[MATERIAL FOR THIS EXERCISE Boundary: Start]

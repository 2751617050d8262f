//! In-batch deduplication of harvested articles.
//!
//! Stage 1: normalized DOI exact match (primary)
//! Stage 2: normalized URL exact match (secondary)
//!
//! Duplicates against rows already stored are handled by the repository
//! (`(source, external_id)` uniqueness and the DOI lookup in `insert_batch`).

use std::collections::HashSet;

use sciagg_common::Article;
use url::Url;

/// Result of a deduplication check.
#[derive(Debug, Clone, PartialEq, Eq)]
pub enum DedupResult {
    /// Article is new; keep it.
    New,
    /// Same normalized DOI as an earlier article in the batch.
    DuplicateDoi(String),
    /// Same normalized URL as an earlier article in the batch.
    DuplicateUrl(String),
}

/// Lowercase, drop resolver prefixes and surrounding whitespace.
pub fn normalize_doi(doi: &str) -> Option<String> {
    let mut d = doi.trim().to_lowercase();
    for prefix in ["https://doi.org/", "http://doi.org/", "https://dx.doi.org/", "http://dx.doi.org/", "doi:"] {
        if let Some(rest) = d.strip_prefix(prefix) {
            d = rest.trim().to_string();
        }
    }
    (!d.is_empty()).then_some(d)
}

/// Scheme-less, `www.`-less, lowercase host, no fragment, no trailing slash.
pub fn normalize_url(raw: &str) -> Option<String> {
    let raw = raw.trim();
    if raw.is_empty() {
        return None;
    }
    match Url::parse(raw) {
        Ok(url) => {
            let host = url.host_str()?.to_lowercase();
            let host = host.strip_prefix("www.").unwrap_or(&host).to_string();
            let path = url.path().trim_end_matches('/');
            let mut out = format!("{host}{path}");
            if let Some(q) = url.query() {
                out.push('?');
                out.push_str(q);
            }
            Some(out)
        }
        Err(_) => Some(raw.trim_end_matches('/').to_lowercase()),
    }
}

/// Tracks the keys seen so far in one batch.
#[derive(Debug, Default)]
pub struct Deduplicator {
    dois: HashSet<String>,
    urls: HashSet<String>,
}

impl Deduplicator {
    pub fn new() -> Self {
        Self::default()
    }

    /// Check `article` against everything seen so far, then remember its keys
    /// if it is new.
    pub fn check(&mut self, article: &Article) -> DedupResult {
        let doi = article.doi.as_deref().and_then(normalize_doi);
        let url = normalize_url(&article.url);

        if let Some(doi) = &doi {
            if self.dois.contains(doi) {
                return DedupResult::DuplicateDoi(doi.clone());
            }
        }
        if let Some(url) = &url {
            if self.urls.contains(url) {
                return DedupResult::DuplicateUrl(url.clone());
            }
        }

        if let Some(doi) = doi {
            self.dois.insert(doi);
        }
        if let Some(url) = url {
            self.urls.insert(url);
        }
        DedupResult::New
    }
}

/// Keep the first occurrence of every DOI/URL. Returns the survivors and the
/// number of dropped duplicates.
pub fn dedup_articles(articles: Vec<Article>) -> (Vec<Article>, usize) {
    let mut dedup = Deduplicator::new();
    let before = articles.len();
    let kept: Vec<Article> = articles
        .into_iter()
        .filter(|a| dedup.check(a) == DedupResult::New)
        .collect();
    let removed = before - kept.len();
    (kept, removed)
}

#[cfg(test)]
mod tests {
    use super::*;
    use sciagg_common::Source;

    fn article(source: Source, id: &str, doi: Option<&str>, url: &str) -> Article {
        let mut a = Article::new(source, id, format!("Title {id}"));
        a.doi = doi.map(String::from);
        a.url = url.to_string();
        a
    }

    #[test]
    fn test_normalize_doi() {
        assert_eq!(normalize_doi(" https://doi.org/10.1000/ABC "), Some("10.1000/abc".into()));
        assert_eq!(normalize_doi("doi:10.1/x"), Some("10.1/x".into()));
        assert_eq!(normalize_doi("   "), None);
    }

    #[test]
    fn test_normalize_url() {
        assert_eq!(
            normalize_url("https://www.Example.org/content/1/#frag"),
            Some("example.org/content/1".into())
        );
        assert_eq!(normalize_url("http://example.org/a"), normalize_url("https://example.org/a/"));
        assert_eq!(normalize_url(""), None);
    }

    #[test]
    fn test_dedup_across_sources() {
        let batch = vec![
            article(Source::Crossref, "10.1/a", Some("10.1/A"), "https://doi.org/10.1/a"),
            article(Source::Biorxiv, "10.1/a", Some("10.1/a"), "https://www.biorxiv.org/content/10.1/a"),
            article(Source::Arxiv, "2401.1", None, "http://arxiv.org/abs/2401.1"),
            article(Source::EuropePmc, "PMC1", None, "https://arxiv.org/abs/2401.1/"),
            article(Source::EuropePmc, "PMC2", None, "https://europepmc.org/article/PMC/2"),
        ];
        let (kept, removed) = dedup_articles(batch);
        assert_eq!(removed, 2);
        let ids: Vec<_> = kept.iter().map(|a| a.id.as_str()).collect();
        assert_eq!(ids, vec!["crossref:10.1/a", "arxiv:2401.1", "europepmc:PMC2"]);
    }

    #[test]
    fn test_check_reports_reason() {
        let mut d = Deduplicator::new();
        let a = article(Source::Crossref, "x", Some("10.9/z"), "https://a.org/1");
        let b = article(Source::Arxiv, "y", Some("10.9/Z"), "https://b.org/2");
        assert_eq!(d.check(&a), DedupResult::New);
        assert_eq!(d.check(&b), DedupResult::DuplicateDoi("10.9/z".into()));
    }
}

[MATERIAL FOR THIS EXERCISE Boundary: End]

Between the first line of the entries above and the line with "#[derive(Debug, Clone, PartialEq, Eq)]", both included, copy every line exactly and nothing outside that range.

repository 2751617050d8262f
//! In-batch deduplication of harvested articles.
//!
//! Stage 1: normalized DOI exact match (primary)
//! Stage 2: normalized URL exact match (secondary)
//!
//! Duplicates against rows already stored are handled by the repository
//! (`(source, external_id)` uniqueness and the DOI lookup in `insert_batch`).

use std::collections::HashSet;

use sciagg_common::Article;
use url::Url;

/// Result of a deduplication check.
#[derive(Debug, Clone, PartialEq, Eq)]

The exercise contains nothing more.